Pour lancer le sujet, mon point de départ était un lieu commun en effet, la présence et le pouvoir des cartes, mais ce qui m’intéresse plus précisément c’est la façon dont on travaille avec ces instruments. Pour moi il n’y a pas de lien de pouvoir direct entre la carte et le territoire. Dans le film documentare de Rohmer sur Cergy-Pontoise, Enfance d’une ville (1973), on voit le rapport entre ces hommes, ceux qui font l’aménagement, et les outils, surtout des cartes. Hirsch parle de cet aménagement en montrant la carte mais aussi en dessinant avec ses mains, par des gestes. Ce rapport au projet n’est pas perceptible de cette façon dans les documents, commentaires, textes et discours. Il faut comprendre le lien entre carte et territoire, et comment les cartes produisent une nouvelle réalité, mais les humains ont un rapport plus complexes avec les objets qui les entourent pour produire cette réalité, un rapport plus animé.

 

Isabelle Chesneau :

La carte n’est pas le territoire, bien sûr, mais l’avenir étant une notion éminemment abstraite, il faut bien, à un moment, que cela s’incarne dans des traits concrets, dont la carte, les images, etc. Ce rapport entre performativité et phénoménologie, qui sont un peu deux mouvements inverses, comment cohabitent-ils ?

 

 

Edward Welch :

Les images sont déjà une sorte d’abstraction, donc l’aspect phénoménologique est difficile à saisir. Hirsch devant les cartes, présentant des idées avec ces cartes, a un rapport affectif, émotionnel à cet objet carte. Mais en général on est devant des discours et des textes où l’on ne voit plus le travail intellectuel, d’équipe, qui a produit ces cartes.

 

Clément Orillard :

À propos de cette question de la nature, on peut citer le travail de l’anthropologue Bernard Picon sur la Camargue. La Camargue est dans les représentations collectives un espace de nature alors qu’elle est en réalité très aménagée, et cela a d’ailleurs fait naitre des conflits importants qui perdurent avec l’appui d’écologues, écologistes, etc. Mais bien sûr la notion de nature dépend de la personne qui énonce le discours.

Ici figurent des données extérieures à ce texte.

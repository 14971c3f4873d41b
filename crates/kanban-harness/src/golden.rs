#![forbid(unsafe_code)]

//! Golden board snapshots.
//!
//! A board is rendered as one line per column, `id: item item ...`, and
//! compared against `tests/snapshots/<name>.snap` under the calling crate.
//! Run with `BLESS=1` to create or update snapshot files.

use std::fmt::Write as _;
use std::path::{Path, PathBuf};

use kanban_dnd::Board;

/// Plain-text rendering of a board.
///
/// ```
/// use kanban_harness::{fixture, golden::board_to_text};
///
/// let board = fixture::board(&[("todo", &["T1", "T2"]), ("done", &[])]);
/// assert_eq!(board_to_text(&board), "todo: T1 T2\ndone:");
/// ```
#[must_use]
pub fn board_to_text(board: &Board) -> String {
    let mut out = String::new();
    for (i, column) in board.columns().iter().enumerate() {
        if i > 0 {
            out.push('\n');
        }
        let _ = write!(out, "{}:", column.id());
        for item in column.items() {
            let _ = write!(out, " {item}");
        }
    }
    out
}

/// Line-by-line diff. ` ` same, `-` only in `expected`, `+` only in
/// `actual`. Empty when the inputs match.
#[must_use]
pub fn diff_text(expected: &str, actual: &str) -> String {
    let expected_lines: Vec<&str> = expected.lines().collect();
    let actual_lines: Vec<&str> = actual.lines().collect();
    let mut out = String::new();
    let mut has_diff = false;

    for i in 0..expected_lines.len().max(actual_lines.len()) {
        match (expected_lines.get(i), actual_lines.get(i)) {
            (Some(e), Some(a)) if e == a => {
                let _ = writeln!(out, " {e}");
            }
            (e, a) => {
                if let Some(e) = e {
                    let _ = writeln!(out, "-{e}");
                }
                if let Some(a) = a {
                    let _ = writeln!(out, "+{a}");
                }
                has_diff = true;
            }
        }
    }

    if has_diff { out } else { String::new() }
}

fn snapshot_path(base_dir: &Path, name: &str) -> PathBuf {
    base_dir
        .join("tests")
        .join("snapshots")
        .join(format!("{name}.snap"))
}

fn is_bless() -> bool {
    std::env::var("BLESS").is_ok_and(|v| v == "1" || v.eq_ignore_ascii_case("true"))
}

/// Assert that `board` matches the stored snapshot `name`.
///
/// Trailing whitespace is ignored on both sides.
///
/// # Panics
///
/// If the snapshot is missing (without `BLESS=1`) or differs.
pub fn assert_board_snapshot(name: &str, board: &Board, base_dir: &str) {
    let path = snapshot_path(Path::new(base_dir), name);
    let actual = board_to_text(board);

    if is_bless() {
        if let Some(parent) = path.parent() {
            std::fs::create_dir_all(parent).expect("failed to create snapshot directory");
        }
        std::fs::write(&path, &actual).expect("failed to write snapshot");
        return;
    }

    let trim = |text: &str| {
        text.lines()
            .map(str::trim_end)
            .collect::<Vec<_>>()
            .join("\n")
    };

    match std::fs::read_to_string(&path) {
        Ok(expected) => {
            let (expected, actual) = (trim(&expected), trim(&actual));
            if expected != actual {
                let diff = diff_text(&expected, &actual);
                panic!(
                    "\n=== Board snapshot mismatch: '{name}' ===\nFile: {}\n\
                     Set BLESS=1 to update.\n\nDiff (- expected, + actual):\n{diff}",
                    path.display()
                );
            }
        }
        Err(e) if e.kind() == std::io::ErrorKind::NotFound => {
            panic!(
                "\n=== No board snapshot found: '{name}' ===\nExpected at: {}\n\
                 Run with BLESS=1 to create it.\n\nActual board:\n{actual}",
                path.display()
            );
        }
        Err(e) => panic!("Failed to read snapshot '{}': {e}", path.display()),
    }
}

/// [`assert_board_snapshot`] rooted at the calling crate's manifest dir.
#[macro_export]
macro_rules! assert_board_snapshot {
    ($name:expr, $board:expr) => {
        $crate::golden::assert_board_snapshot($name, $board, env!("CARGO_MANIFEST_DIR"))
    };
}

Dans cet imaginaire hydrologique, est-ce qu’on est pas plutôt dans l’imaginaire des vallées ? Il existe un rapport paradoxal au fleuve, notamment dans l’aménagement des villes nouvelles (avec la Marne par exemple) dans lesquels les vallées sont valorisées mais les fleuves mis à distance. À Cergy, excepté pour Cergy même et la base nautique, on le met à distance avec une perspective, avec l’axe majeur historique.

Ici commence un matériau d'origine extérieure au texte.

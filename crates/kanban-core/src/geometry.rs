#![forbid(unsafe_code)]

//! Geometric primitives for hit testing and collision detection.
//!
//! Coordinates are unsigned layout units (pixels for a pointer surface, cells
//! for a terminal), origin at top-left. All arithmetic saturates, so a
//! rectangle dragged past the origin clamps instead of wrapping.
//!
//! Centers are exposed in *doubled* coordinates ([`Rect::center2`],
//! [`Position::doubled`]) so that comparisons between odd-sized rectangles
//! stay exact without floating point.

/// A point in layout space.
#[derive(Debug, Clone, Copy, PartialEq, Eq, Hash, Default)]
#[cfg_attr(feature = "serde", derive(serde::Serialize, serde::Deserialize))]
pub struct Position {
    /// Horizontal coordinate.
    pub x: u16,
    /// Vertical coordinate.
    pub y: u16,
}

impl Position {
    /// Create a new position.
    #[inline]
    pub const fn new(x: u16, y: u16) -> Self {
        Self { x, y }
    }

    /// Signed offset from `origin` to `self` as `(dx, dy)`.
    #[inline]
    pub const fn delta_from(&self, origin: Position) -> (i32, i32) {
        (
            self.x as i32 - origin.x as i32,
            self.y as i32 - origin.y as i32,
        )
    }

    /// Squared Euclidean distance to `other`.
    #[inline]
    pub const fn distance_sq(&self, other: Position) -> u64 {
        let (dx, dy) = self.delta_from(other);
        (dx as i64 * dx as i64 + dy as i64 * dy as i64) as u64
    }

    /// Manhattan distance to `other`.
    #[inline]
    pub const fn manhattan_distance(&self, other: Position) -> u32 {
        let (dx, dy) = self.delta_from(other);
        dx.unsigned_abs() + dy.unsigned_abs()
    }

    /// The position in doubled coordinates, comparable with [`Rect::center2`].
    #[inline]
    pub const fn doubled(&self) -> (u32, u32) {
        (self.x as u32 * 2, self.y as u32 * 2)
    }
}

impl From<(u16, u16)> for Position {
    fn from((x, y): (u16, u16)) -> Self {
        Self::new(x, y)
    }
}

/// An axis-aligned rectangle used for droppable regions.
#[derive(Debug, Clone, Copy, PartialEq, Eq, Hash, Default)]
#[cfg_attr(feature = "serde", derive(serde::Serialize, serde::Deserialize))]
pub struct Rect {
    /// Left edge (inclusive).
    pub x: u16,
    /// Top edge (inclusive).
    pub y: u16,
    /// Width in layout units.
    pub width: u16,
    /// Height in layout units.
    pub height: u16,
}

impl Rect {
    /// Create a new rectangle.
    #[inline]
    pub const fn new(x: u16, y: u16, width: u16, height: u16) -> Self {
        Self {
            x,
            y,
            width,
            height,
        }
    }

    /// Right edge (exclusive).
    #[inline]
    pub const fn right(&self) -> u16 {
        self.x.saturating_add(self.width)
    }

    /// Bottom edge (exclusive).
    #[inline]
    pub const fn bottom(&self) -> u16 {
        self.y.saturating_add(self.height)
    }

    /// Area in square layout units.
    #[inline]
    pub const fn area(&self) -> u32 {
        self.width as u32 * self.height as u32
    }

    /// Check if the rectangle has zero area.
    #[inline]
    pub const fn is_empty(&self) -> bool {
        self.width == 0 || self.height == 0
    }

    /// Top-left corner.
    #[inline]
    pub const fn origin(&self) -> Position {
        Position::new(self.x, self.y)
    }

    /// Check if a point is inside the rectangle (right/bottom exclusive).
    #[inline]
    pub const fn contains(&self, pos: Position) -> bool {
        pos.x >= self.x && pos.x < self.right() && pos.y >= self.y && pos.y < self.bottom()
    }

    /// Check whether two rectangles share any area.
    #[inline]
    pub fn intersects(&self, other: &Rect) -> bool {
        self.intersection_opt(other).is_some()
    }

    /// Compute the intersection with another rectangle, `None` if no overlap.
    #[inline]
    pub fn intersection_opt(&self, other: &Rect) -> Option<Rect> {
        let x = self.x.max(other.x);
        let y = self.y.max(other.y);
        let right = self.right().min(other.right());
        let bottom = self.bottom().min(other.bottom());

        if x < right && y < bottom {
            Some(Rect::new(x, y, right - x, bottom - y))
        } else {
            None
        }
    }

    /// Center in doubled coordinates: `(2x + w, 2y + h)`.
    #[inline]
    pub const fn center2(&self) -> (u32, u32) {
        (
            self.x as u32 * 2 + self.width as u32,
            self.y as u32 * 2 + self.height as u32,
        )
    }

    /// Squared distance (in doubled coordinates) from the center to `pos`.
    ///
    /// Only meaningful for ordering; divide by 4 for layout units squared.
    #[inline]
    pub const fn center_distance_sq(&self, pos: Position) -> u64 {
        let (cx, cy) = self.center2();
        let (px, py) = pos.doubled();
        let dx = cx as i64 - px as i64;
        let dy = cy as i64 - py as i64;
        (dx * dx + dy * dy) as u64
    }

    /// Whether `y` lies strictly below the vertical midpoint.
    #[inline]
    pub const fn is_below_midpoint(&self, y: u16) -> bool {
        (y as u32) * 2 > self.y as u32 * 2 + self.height as u32
    }

    /// Translate by a signed delta, saturating at the coordinate bounds.
    #[must_use]
    pub fn translated(&self, dx: i32, dy: i32) -> Rect {
        let clamp = |v: i32| v.clamp(0, u16::MAX as i32) as u16;
        Rect::new(
            clamp(self.x as i32 + dx),
            clamp(self.y as i32 + dy),
            self.width,
            self.height,
        )
    }
}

Le schéma directeur de 1965 est aussi un moment particulier où la géographie pénètre l’urbanisme et est largement mobilisée. On change aussi d’échelle avec le Commissariat général au plan.

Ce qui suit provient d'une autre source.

#![forbid(unsafe_code)]

//! Registered drop targets and their measured rectangles.

use kanban_core::geometry::{Position, Rect};
use serde::{Deserialize, Serialize};

use crate::id::DndId;

/// A measured drop target.
#[derive(Debug, Clone, PartialEq, Eq, Serialize, Deserialize)]
pub struct Droppable {
    pub id: DndId,
    pub rect: Rect,
}

impl Droppable {
    #[must_use]
    pub fn new(id: DndId, rect: Rect) -> Self {
        Self { id, rect }
    }
}

/// Droppables in registration order.
///
/// Re-registering an id updates its rectangle in place and keeps its
/// original position in the order.
#[derive(Debug, Clone, Default, PartialEq, Eq)]
pub struct DroppableRegistry {
    entries: Vec<Droppable>,
}

impl DroppableRegistry {
    #[must_use]
    pub fn new() -> Self {
        Self::default()
    }

    /// Register or re-measure `id`.
    pub fn register(&mut self, id: DndId, rect: Rect) {
        if let Some(entry) = self.entries.iter_mut().find(|d| d.id == id) {
            entry.rect = rect;
        } else {
            self.entries.push(Droppable::new(id, rect));
        }
    }

    /// Remove `id`. Returns whether it was registered.
    pub fn unregister(&mut self, id: &DndId) -> bool {
        let before = self.entries.len();
        self.entries.retain(|d| &d.id != id);
        self.entries.len() != before
    }

    pub fn clear(&mut self) {
        self.entries.clear();
    }

    #[must_use]
    pub fn get(&self, id: &DndId) -> Option<&Droppable> {
        self.entries.iter().find(|d| &d.id == id)
    }

    #[must_use]
    pub fn as_slice(&self) -> &[Droppable] {
        &self.entries
    }

    #[must_use]
    pub fn len(&self) -> usize {
        self.entries.len()
    }

    #[must_use]
    pub fn is_empty(&self) -> bool {
        self.entries.is_empty()
    }

    /// The draggable under `pos`: an item if one contains the point,
    /// otherwise a column.
    #[must_use]
    pub fn hit_test(&self, pos: Position) -> Option<&Droppable> {
        let mut column = None;
        for entry in &self.entries {
            if !entry.rect.contains(pos) {
                continue;
            }
            if !entry.id.is_column() {
                return Some(entry);
            }
            column.get_or_insert(entry);
        }
        column
    }
}

#[cfg(test)]
mod tests {
    use super::*;

    #[test]
    fn reregistration_keeps_order() {
        let mut reg = DroppableRegistry::new();
        reg.register(DndId::column("a"), Rect::new(0, 0, 10, 10));
        reg.register(DndId::column("b"), Rect::new(10, 0, 10, 10));
        reg.register(DndId::column("a"), Rect::new(0, 0, 10, 20));

        assert_eq!(reg.len(), 2);
        assert_eq!(reg.as_slice()[0].id, DndId::column("a"));
        assert_eq!(reg.as_slice()[0].rect.height, 20);
    }

    #[test]
    fn unregister_reports_presence() {
        let mut reg = DroppableRegistry::new();
        reg.register(DndId::item("T1"), Rect::new(0, 0, 1, 1));
        assert!(reg.unregister(&DndId::item("T1")));
        assert!(!reg.unregister(&DndId::item("T1")));
        assert!(reg.is_empty());
    }

    #[test]
    fn hit_test_prefers_items() {
        let mut reg = DroppableRegistry::new();
        reg.register(DndId::column("a"), Rect::new(0, 0, 20, 20));
        reg.register(DndId::item("T1"), Rect::new(1, 2, 18, 3));

        assert_eq!(
            reg.hit_test(Position::new(5, 3)).map(|d| &d.id),
            Some(&DndId::item("T1"))
        );
        assert_eq!(
            reg.hit_test(Position::new(5, 10)).map(|d| &d.id),
            Some(&DndId::column("a"))
        );
        assert!(reg.hit_test(Position::new(30, 30)).is_none());
    }
}
//! Item records as exchanged with the store.

use kanban_core::id::{ColumnId, ItemId};
use serde::{Deserialize, Serialize};

/// A work item as the store sees it.
///
/// `attributes` is carried through untouched; the drag engine only looks at
/// `id` and `container`.
#[derive(Debug, Clone, PartialEq, Serialize, Deserialize)]
pub struct Item {
    /// Unique item id.
    pub id: ItemId,
    /// Column the item belongs to.
    pub container: ColumnId,
    /// Opaque payload (title, assignee, ...).
    #[serde(default, skip_serializing_if = "serde_json::Value::is_null")]
    pub attributes: serde_json::Value,
}

impl Item {
    /// Create an item with no attributes.
    #[must_use]
    pub fn new(id: impl Into<ItemId>, container: impl Into<ColumnId>) -> Self {
        Self {
            id: id.into(),
            container: container.into(),
            attributes: serde_json::Value::Null,
        }
    }

    /// Attach an attribute payload.
    #[must_use]
    pub fn with_attributes(mut self, attributes: serde_json::Value) -> Self {
        self.attributes = attributes;
        self
    }
}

La région parisienne a, selon moi, un vrai problème de représentation. La Région parisienne et son périmètre sont un accident de l’histoire, avec pour résultat un périmètre collé à Paris au nord et plus distant au sud. Finalement, ce qui peut faire image, c’est ce fleuve ondulant, et c’est d’ailleurs ce qui sera utilisé par la RATP… Le fleuve est finalement le seul élément qui permet de représenter cet ensemble.

 

Olivier Ratouis :

Je voulais faire remarquer dans le film de Rohmer le bureau complètement vide de M. Hirsch – probablement une salle de réunion. Cela contraste avec le plan présenté qui ressort physiquement sur la table nette, plane, sorte de table rase au sens des architectes-urbanistes, en parfaite contradiction avec ce qui est évoqué : l’imaginaire, le relief, l’hydrologie, etc. Il y a là un contraste intéressant.